The entries should be restated word for word.

- - -

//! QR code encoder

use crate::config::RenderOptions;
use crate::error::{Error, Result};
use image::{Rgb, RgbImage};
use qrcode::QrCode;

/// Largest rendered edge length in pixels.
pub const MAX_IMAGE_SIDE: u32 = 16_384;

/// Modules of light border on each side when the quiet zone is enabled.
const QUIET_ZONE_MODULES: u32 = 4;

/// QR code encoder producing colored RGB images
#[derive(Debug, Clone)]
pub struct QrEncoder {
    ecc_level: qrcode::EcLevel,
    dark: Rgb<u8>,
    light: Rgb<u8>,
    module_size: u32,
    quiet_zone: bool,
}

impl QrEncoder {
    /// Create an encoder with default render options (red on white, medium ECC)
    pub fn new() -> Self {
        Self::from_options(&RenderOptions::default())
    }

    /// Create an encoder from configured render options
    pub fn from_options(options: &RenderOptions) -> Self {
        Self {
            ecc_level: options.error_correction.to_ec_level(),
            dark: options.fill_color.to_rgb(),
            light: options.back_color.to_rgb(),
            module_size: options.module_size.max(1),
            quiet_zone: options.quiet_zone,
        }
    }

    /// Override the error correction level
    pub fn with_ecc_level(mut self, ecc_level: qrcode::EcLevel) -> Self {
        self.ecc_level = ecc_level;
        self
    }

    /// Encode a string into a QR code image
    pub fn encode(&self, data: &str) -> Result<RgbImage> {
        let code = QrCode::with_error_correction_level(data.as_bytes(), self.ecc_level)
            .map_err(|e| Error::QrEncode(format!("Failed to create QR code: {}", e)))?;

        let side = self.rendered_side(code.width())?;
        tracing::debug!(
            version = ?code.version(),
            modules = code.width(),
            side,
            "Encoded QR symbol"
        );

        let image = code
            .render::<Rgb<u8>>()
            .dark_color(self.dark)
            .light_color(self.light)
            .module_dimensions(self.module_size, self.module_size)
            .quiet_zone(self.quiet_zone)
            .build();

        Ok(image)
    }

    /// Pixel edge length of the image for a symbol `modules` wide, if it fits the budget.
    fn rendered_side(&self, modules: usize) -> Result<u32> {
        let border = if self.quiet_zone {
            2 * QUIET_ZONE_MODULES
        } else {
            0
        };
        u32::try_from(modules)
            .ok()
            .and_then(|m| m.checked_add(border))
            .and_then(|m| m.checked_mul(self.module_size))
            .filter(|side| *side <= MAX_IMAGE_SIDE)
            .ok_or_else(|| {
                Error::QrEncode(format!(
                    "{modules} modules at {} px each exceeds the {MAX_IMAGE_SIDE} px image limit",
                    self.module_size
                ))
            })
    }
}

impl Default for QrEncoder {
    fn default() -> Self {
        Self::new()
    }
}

- - -

REPLY:
//! QR code encoder

use crate::config::RenderOptions;
use crate::error::{Error, Result};
use image::{Rgb, RgbImage};
use qrcode::QrCode;

/// Largest rendered edge length in pixels.
pub const MAX_IMAGE_SIDE: u32 = 16_384;

/// Modules of light border on each side when the quiet zone is enabled.
const QUIET_ZONE_MODULES: u32 = 4;

/// QR code encoder producing colored RGB images
#[derive(Debug, Clone)]
pub struct QrEncoder {
    ecc_level: qrcode::EcLevel,
    dark: Rgb<u8>,
    light: Rgb<u8>,
    module_size: u32,
    quiet_zone: bool,
}

impl QrEncoder {
    /// Create an encoder with default render options (red on white, medium ECC)
    pub fn new() -> Self {
        Self::from_options(&RenderOptions::default())
    }

    /// Create an encoder from configured render options
    pub fn from_options(options: &RenderOptions) -> Self {
        Self {
            ecc_level: options.error_correction.to_ec_level(),
            dark: options.fill_color.to_rgb(),
            light: options.back_color.to_rgb(),
            module_size: options.module_size.max(1),
            quiet_zone: options.quiet_zone,
        }
    }

    /// Override the error correction level
    pub fn with_ecc_level(mut self, ecc_level: qrcode::EcLevel) -> Self {
        self.ecc_level = ecc_level;
        self
    }

    /// Encode a string into a QR code image
    pub fn encode(&self, data: &str) -> Result<RgbImage> {
        let code = QrCode::with_error_correction_level(data.as_bytes(), self.ecc_level)
            .map_err(|e| Error::QrEncode(format!("Failed to create QR code: {}", e)))?;

        let side = self.rendered_side(code.width())?;
        tracing::debug!(
            version = ?code.version(),
            modules = code.width(),
            side,
            "Encoded QR symbol"
        );

        let image = code
            .render::<Rgb<u8>>()
            .dark_color(self.dark)
            .light_color(self.light)
            .module_dimensions(self.module_size, self.module_size)
            .quiet_zone(self.quiet_zone)
            .build();

        Ok(image)
    }

    /// Pixel edge length of the image for a symbol `modules` wide, if it fits the budget.
    fn rendered_side(&self, modules: usize) -> Result<u32> {
        let border = if self.quiet_zone {
            2 * QUIET_ZONE_MODULES
        } else {
            0
        };
        u32::try_from(modules)
            .ok()
            .and_then(|m| m.checked_add(border))
            .and_then(|m| m.checked_mul(self.module_size))
            .filter(|side| *side <= MAX_IMAGE_SIDE)
            .ok_or_else(|| {
                Error::QrEncode(format!(
                    "{modules} modules at {} px each exceeds the {MAX_IMAGE_SIDE} px image limit",
                    self.module_size
                ))
            })
    }
}

impl Default for QrEncoder {
    fn default() -> Self {
        Self::new()
    }
}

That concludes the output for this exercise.